We also suppressed mitochondrial fission in OVCs with a pharmacologic inhibitor. Mdivi-1 is an inhibitor of mitochondrial fission that reduces the fusion of mitochondria by inhibiting the self-assembly of Drp1. The morphological change of SKOV3 and PA-1 on IL-6 treatment or IL-6 with Mdivi-1 (10 μM) pre-treatment was visualized by immunofluorescent staining (Figure 7A). On Mdivi-1 pre-treated IL-6 treatment, increased cell percentage with mitochondria fission was diminished in both cell lines (Figure 7B). We have also localized Drp1 in PA-1 cells using immunofluorescence assay on IL-6 treatment or IL-6 with Mdivi-1 pre-treatment.

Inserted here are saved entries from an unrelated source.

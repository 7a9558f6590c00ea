use std::fmt;
use std::sync::{Arc, RwLock};
use std::time::Instant;

use super::context::{FormData, RequestContext};
use super::error::CompileError;
use super::evaluation_report::EvaluationReport;
use super::expr::Expr;
use super::field::FieldType;
use super::path_registry::PathRegistry;
use super::rule::{BusinessRule, CompiledRule, Condition, RuleAction, RuleTarget};
use super::schema::ResolvedSchema;
use crate::evaluate::{RuleOutcome, Scope};

/// Builder for constructing a [`RuleSet`].
///
/// Rules are defined via closures and compiled into an immutable, thread-safe
/// structure sorted by application order.
///
/// # Example
///
/// ```
/// use formwright::{RuleSetBuilder, FieldType, has_permission, path};
///
/// let rules = RuleSetBuilder::new()
///     .rule("hide_salary", |r| {
///         r.on_fields(&["salary"]).when(!has_permission("hr.view")).hide()
///     })
///     .rule("lock_numbers", |r| {
///         r.on_type(FieldType::Number)
///             .priority(10)
///             .when(path("form.status").eq("submitted"))
///             .readonly()
///             .message("Submitted forms are locked")
///     })
///     .compile()
///     .unwrap();
/// assert_eq!(rules.len(), 2);
/// ```
#[derive(Debug, Default)]
pub struct RuleSetBuilder {
    rules: Vec<BusinessRule>,
}

/// Intermediate builder passed to the rule definition closure.
#[derive(Debug)]
pub struct RuleBuilder {
    rule: BusinessRule,
}

impl RuleSetBuilder {
    #[must_use]
    pub fn new() -> Self {
        Self::default()
    }

    /// Define a rule. The closure must set an action (`.hide()`, `.require()`, ...).
    ///
    /// Without a target the rule applies to every field; without a condition it
    /// always matches. A missing action fails compilation with
    /// [`CompileError::MissingAction`].
    #[must_use]
    pub fn rule(mut self, id: &str, f: impl FnOnce(RuleBuilder) -> RuleBuilder) -> Self {
        let builder = f(RuleBuilder {
            rule: BusinessRule {
                id: id.to_owned(),
                schema: None,
                target: RuleTarget::All,
                condition: None,
                priority: 0,
                action: None,
                message: None,
            },
        });
        self.rules.push(builder.rule);
        self
    }

    /// Append an already-built rule, e.g. one loaded from storage.
    #[must_use]
    pub fn push(mut self, rule: BusinessRule) -> Self {
        self.rules.push(rule);
        self
    }

    /// Compile the rules into an immutable `RuleSet`.
    ///
    /// # Errors
    ///
    /// Returns [`CompileError`] if validation fails.
    pub fn compile(self) -> Result<RuleSet, CompileError> {
        crate::compile::compile(&self.rules)
    }
}

impl RuleBuilder {
    #[must_use]
    pub fn on_fields(mut self, names: &[&str]) -> Self {
        self.rule.target = RuleTarget::Fields(names.iter().map(|n| (*n).to_owned()).collect());
        self
    }

    #[must_use]
    pub fn on_type(mut self, field_type: FieldType) -> Self {
        self.rule.target = RuleTarget::FieldType(field_type);
        self
    }

    #[must_use]
    pub fn on_all(mut self) -> Self {
        self.rule.target = RuleTarget::All;
        self
    }

    /// Restrict the rule to one schema id.
    #[must_use]
    pub fn schema(mut self, schema_id: &str) -> Self {
        self.rule.schema = Some(schema_id.to_owned());
        self
    }

    #[must_use]
    pub fn priority(mut self, priority: i32) -> Self {
        self.rule.priority = priority;
        self
    }

    #[must_use]
    pub fn when(mut self, condition: Expr) -> Self {
        self.rule.condition = Some(Condition::Expr(condition));
        self
    }

    /// Condition given as DSL text. Parsed at compile time; a malformed condition
    /// does not fail compilation, the rule is skipped at evaluation.
    #[must_use]
    pub fn when_source(mut self, source: &str) -> Self {
        self.rule.condition = Some(Condition::Source(source.to_owned()));
        self
    }

    #[must_use]
    pub fn message(mut self, message: &str) -> Self {
        self.rule.message = Some(message.to_owned());
        self
    }

    #[must_use]
    pub fn action(mut self, action: RuleAction) -> Self {
        self.rule.action = Some(action);
        self
    }

    #[must_use]
    pub fn show(self) -> Self {
        self.action(RuleAction::Show)
    }

    #[must_use]
    pub fn hide(self) -> Self {
        self.action(RuleAction::Hide)
    }

    #[must_use]
    pub fn editable(self) -> Self {
        self.action(RuleAction::Editable)
    }

    #[must_use]
    pub fn readonly(self) -> Self {
        self.action(RuleAction::ReadOnly)
    }

    #[must_use]
    pub fn require(self) -> Self {
        self.action(RuleAction::Require)
    }

    #[must_use]
    pub fn optional(self) -> Self {
        self.action(RuleAction::Optional)
    }
}

/// A compiled, immutable rule set. Thread-safe and designed to live behind `Arc`.
#[derive(Debug)]
pub struct RuleSet {
    /// Sorted by `(priority, ordinal)`.
    pub(crate) rules: Vec<CompiledRule>,
    pub(crate) paths: PathRegistry,
    pub(crate) fingerprint: [u8; 32],
}

impl RuleSet {
    /// A rule set with no rules.
    #[must_use]
    pub fn empty() -> Self {
        Self {
            rules: Vec::new(),
            paths: PathRegistry::new(),
            fingerprint: *blake3::hash(b"").as_bytes(),
        }
    }

    /// Parse rule-file text and compile it.
    ///
    /// # Errors
    ///
    /// Returns [`RuleSetError`](crate::RuleSetError) on parse or compile failure.
    pub fn from_dsl(input: &str) -> Result<Self, crate::RuleSetError> {
        let parsed = crate::parse::parse(input)?;
        let ruleset = crate::compile::compile(&parsed.rules)?;
        Ok(ruleset)
    }

    /// Read a rule file and compile it.
    ///
    /// # Errors
    ///
    /// Returns [`RuleSetError`](crate::RuleSetError) on I/O, parse, or compile failure.
    pub fn from_file(path: impl AsRef<std::path::Path>) -> Result<Self, crate::RuleSetError> {
        let input = std::fs::read_to_string(path)?;
        Self::from_dsl(&input)
    }

    #[must_use]
    pub fn len(&self) -> usize {
        self.rules.len()
    }

    #[must_use]
    pub fn is_empty(&self) -> bool {
        self.rules.is_empty()
    }

    /// Rule ids in the order they are applied.
    #[must_use]
    pub fn application_order(&self) -> Vec<&str> {
        self.rules.iter().map(|r| r.id.as_str()).collect()
    }

    /// Ids of rules whose condition text failed to parse.
    #[must_use]
    pub fn malformed_rules(&self) -> Vec<&str> {
        self.rules
            .iter()
            .filter(|r| r.condition.is_err())
            .map(|r| r.id.as_str())
            .collect()
    }

    /// Context paths read by any rule condition.
    #[must_use]
    pub fn read_paths(&self) -> &PathRegistry {
        &self.paths
    }

    /// BLAKE3 digest of the canonical rule text.
    #[must_use]
    pub fn fingerprint(&self) -> [u8; 32] {
        self.fingerprint
    }

    /// Canonical rule-file text, in application order.
    #[must_use]
    pub fn to_dsl(&self) -> String {
        crate::compile::canonical_text(&self.rules)
    }

    /// Evaluate every rule scoped to `schema` against one request and report
    /// which matched.
    pub fn explain(
        &self,
        schema: &ResolvedSchema,
        ctx: &RequestContext,
        form: &FormData,
    ) -> EvaluationReport {
        let start = Instant::now();
        let scope = Scope::new(schema, ctx, form);
        let outcomes = crate::evaluate::evaluate_rules(&self.rules, &scope);

        let mut matched = Vec::new();
        let mut order = Vec::new();
        let mut skipped = Vec::new();
        for (rule, outcome) in self.rules.iter().zip(outcomes) {
            match outcome {
                RuleOutcome::OutOfScope => continue,
                RuleOutcome::Matched => matched.push(rule.id.clone()),
                RuleOutcome::NotMatched => {}
                RuleOutcome::Skipped(err) => skipped.push(err),
            }
            order.push(rule.id.clone());
        }
        EvaluationReport::new(matched, order, skipped, start.elapsed())
    }
}

impl fmt::Display for RuleSet {
    fn fmt(&self, f: &mut fmt::Formatter<'_>) -> fmt::Result {
        write!(
            f,
            "RuleSet({} rules, {} paths, {} malformed)",
            self.rules.len(),
            self.paths.len(),
            self.rules.iter().filter(|r| r.condition.is_err()).count(),
        )
    }
}

/// Holder for the active rule set. Injected into the pipeline; swapping the rule
/// set changes its fingerprint and therefore every enriched cache key.
#[derive(Debug)]
pub struct RuleRegistry {
    current: RwLock<Arc<RuleSet>>,
}

impl RuleRegistry {
    #[must_use]
    pub fn new(rules: RuleSet) -> Self {
        Self {
            current: RwLock::new(Arc::new(rules)),
        }
    }

    /// Snapshot of the active rule set.
    #[must_use]
    pub fn current(&self) -> Arc<RuleSet> {
        match self.current.read() {
            Ok(guard) => Arc::clone(&guard),
            Err(poisoned) => Arc::clone(&poisoned.into_inner()),
        }
    }

    /// Atomically replace the active rule set. Requests already running keep the
    /// snapshot they started with.
    pub fn replace(&self, rules: RuleSet) {
        let next = Arc::new(rules);
        match self.current.write() {
            Ok(mut guard) => *guard = next,
            Err(poisoned) => *poisoned.into_inner() = next,
        }
    }
}

impl Default for RuleRegistry {
    fn default() -> Self {
        Self::new(RuleSet::empty())
    }
}

#[cfg(test)]
mod tests {
    use super::*;
    use crate::{has_role, path};

    #[test]
    fn builder_collects_rules() {
        let builder = RuleSetBuilder::new()
            .rule("a", |r| r.on_fields(&["x", "y"]).when(has_role("admin")).show())
            .rule("b", |r| r.schema("s1").priority(5).hide().message("gone"));

        assert_eq!(builder.rules.len(), 2);
        assert_eq!(
            builder.rules[0].target,
            RuleTarget::Fields(vec!["x".into(), "y".into()])
        );
        assert_eq!(builder.rules[1].schema.as_deref(), Some("s1"));
        assert_eq!(builder.rules[1].priority, 5);
        assert_eq!(builder.rules[1].action, Some(RuleAction::Hide));
        assert_eq!(builder.rules[1].message.as_deref(), Some("gone"));
        assert_eq!(builder.rules[1].condition, None);
    }

    #[test]
    fn builder_rule_without_action_returns_error() {
        let result = RuleSetBuilder::new().rule("bad", |r| r).compile();
        assert!(matches!(
            result,
            Err(CompileError::MissingAction { rule }) if rule == "bad"
        ));
    }

    #[test]
    fn from_dsl_compiles() {
        let rules = RuleSet::from_dsl(
            "rule a (priority 2) on *:\n form.x == 1\n => hide\n\
             rule b on type:number:\n has_permission(\"p\")\n => readonly",
        )
        .unwrap();
        assert_eq!(rules.application_order(), vec!["b", "a"]);
        assert_eq!(rules.read_paths().iter().collect::<Vec<_>>(), ["form.x"]);
    }

    #[test]
    fn from_dsl_rejects_duplicates() {
        let err = RuleSet::from_dsl("rule a on *:\n true => hide\nrule a on *:\n true => show")
            .unwrap_err();
        assert!(matches!(
            err,
            crate::RuleSetError::Compile(CompileError::DuplicateRule { .. })
        ));
    }

    #[test]
    fn display_summarizes() {
        let rules = RuleSetBuilder::new()
            .rule("a", |r| r.when(path("form.x").exists()).hide())
            .rule("b", |r| r.when_source("((").show())
            .compile()
            .unwrap();
        assert_eq!(rules.to_string(), "RuleSet(2 rules, 1 paths, 1 malformed)");
    }

    #[test]
    fn registry_swaps_snapshots() {
        let registry = RuleRegistry::default();
        let before = registry.current();
        assert!(before.is_empty());
        registry.replace(
            RuleSetBuilder::new()
                .rule("a", |r| r.hide())
                .compile()
                .unwrap(),
        );
        assert!(before.is_empty());
        assert_eq!(registry.current().len(), 1);
        assert_ne!(before.fingerprint(), registry.current().fingerprint());
    }
}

The results showed that the cytoplasmic Drp1 expression in PA-1 cells was increased upon IL-6 treatment. The Drp1 expression at the end of the cells and overall fluorescence intensity of Drp1 were further increased and restored with Mdivi-1 pre-treatment (Figure S4). The population counting was performed in the same manner as in Figure 2B. We next identified the metastatic potential of OVCs on Mdivi-1 pre-treatment. Mdivi-1 pre-treatment repressed IL-6-induced migration (Figure 7C) and invasion (Figure 7D) increase in SKOV3 and PA-1. To assess the association with epithelial-mesenchymal transition (EMT), we evaluated the protein expression involved with an epithelial marker (E-cadherin) and mesenchymal markers (N-cadherin and Vimentin) on IL-6 treatment. IL-6 treatment on OVCs resulted in an increased E-cadherin expression while causing a decreased N-cadherin and Vimentin expression. Additionally, Drp1 inhibition using Mdivi-1 and siRNA transfection restored IL-6-induced EMT which may indicate EMT-dependent invasion and migration (Figure S5).

OVCs in the ascites of the abdominal cavity are detached from cancer tissue and float in the form of single cells or spheroids. Based on these characteristics, we formed 3D spheroids using OVCs derived from ascites from ovarian cancer patients and carried out a 3D invasion assay. IL-6 treatment induced invasion in both A037 and A038 spheroids and the increased invasion was restored when pre-treated with Mdivi-1 (Figure 7E).